Collected data entries
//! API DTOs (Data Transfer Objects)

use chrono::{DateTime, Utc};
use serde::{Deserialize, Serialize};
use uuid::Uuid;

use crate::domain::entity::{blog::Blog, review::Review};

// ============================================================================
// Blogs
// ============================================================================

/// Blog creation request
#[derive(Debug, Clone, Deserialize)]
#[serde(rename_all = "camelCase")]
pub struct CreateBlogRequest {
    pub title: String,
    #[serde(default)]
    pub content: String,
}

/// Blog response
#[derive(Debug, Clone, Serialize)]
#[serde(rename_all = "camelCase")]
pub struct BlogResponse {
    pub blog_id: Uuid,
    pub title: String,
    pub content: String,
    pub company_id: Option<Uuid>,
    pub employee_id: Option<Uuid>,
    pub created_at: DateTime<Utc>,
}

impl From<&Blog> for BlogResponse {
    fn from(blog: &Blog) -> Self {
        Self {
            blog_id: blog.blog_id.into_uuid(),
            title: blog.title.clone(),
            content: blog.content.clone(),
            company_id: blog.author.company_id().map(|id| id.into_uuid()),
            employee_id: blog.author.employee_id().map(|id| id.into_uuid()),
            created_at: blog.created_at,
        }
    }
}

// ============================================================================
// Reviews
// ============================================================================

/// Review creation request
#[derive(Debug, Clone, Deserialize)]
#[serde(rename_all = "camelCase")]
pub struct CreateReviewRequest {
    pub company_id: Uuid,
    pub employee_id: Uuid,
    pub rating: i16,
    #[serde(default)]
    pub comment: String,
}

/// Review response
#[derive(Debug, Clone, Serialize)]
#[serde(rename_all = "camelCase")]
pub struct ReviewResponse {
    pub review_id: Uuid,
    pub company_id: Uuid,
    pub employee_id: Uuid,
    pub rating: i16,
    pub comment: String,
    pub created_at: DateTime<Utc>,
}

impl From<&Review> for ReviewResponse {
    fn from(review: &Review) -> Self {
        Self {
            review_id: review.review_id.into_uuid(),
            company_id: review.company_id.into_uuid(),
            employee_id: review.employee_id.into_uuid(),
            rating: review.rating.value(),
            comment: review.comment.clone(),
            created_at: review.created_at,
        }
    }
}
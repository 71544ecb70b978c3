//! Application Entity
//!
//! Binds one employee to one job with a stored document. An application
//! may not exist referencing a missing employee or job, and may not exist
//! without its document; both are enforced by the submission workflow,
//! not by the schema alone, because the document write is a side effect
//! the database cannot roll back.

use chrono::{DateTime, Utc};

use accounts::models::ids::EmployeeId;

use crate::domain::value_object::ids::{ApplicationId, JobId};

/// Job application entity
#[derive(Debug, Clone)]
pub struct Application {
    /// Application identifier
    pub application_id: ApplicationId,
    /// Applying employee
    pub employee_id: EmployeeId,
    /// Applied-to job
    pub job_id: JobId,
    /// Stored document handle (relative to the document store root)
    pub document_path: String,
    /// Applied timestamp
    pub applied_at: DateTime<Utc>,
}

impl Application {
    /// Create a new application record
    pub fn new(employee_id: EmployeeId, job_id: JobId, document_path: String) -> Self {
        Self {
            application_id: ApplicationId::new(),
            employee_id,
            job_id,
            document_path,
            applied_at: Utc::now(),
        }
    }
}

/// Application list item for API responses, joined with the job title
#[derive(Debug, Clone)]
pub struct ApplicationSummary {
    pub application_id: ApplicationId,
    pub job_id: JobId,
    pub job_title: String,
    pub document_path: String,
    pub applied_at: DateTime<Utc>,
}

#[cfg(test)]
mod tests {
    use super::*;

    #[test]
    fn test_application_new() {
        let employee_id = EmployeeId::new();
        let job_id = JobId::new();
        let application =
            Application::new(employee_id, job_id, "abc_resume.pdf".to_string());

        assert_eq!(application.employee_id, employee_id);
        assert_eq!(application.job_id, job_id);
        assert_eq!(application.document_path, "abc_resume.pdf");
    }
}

__Required action__
Wherever the string "struct" appears in a line of the records, copy that line.

__Result below__
pub struct CreateBlogRequest {
pub struct BlogResponse {
pub struct CreateReviewRequest {
pub struct ReviewResponse {
pub struct Application {
pub struct ApplicationSummary {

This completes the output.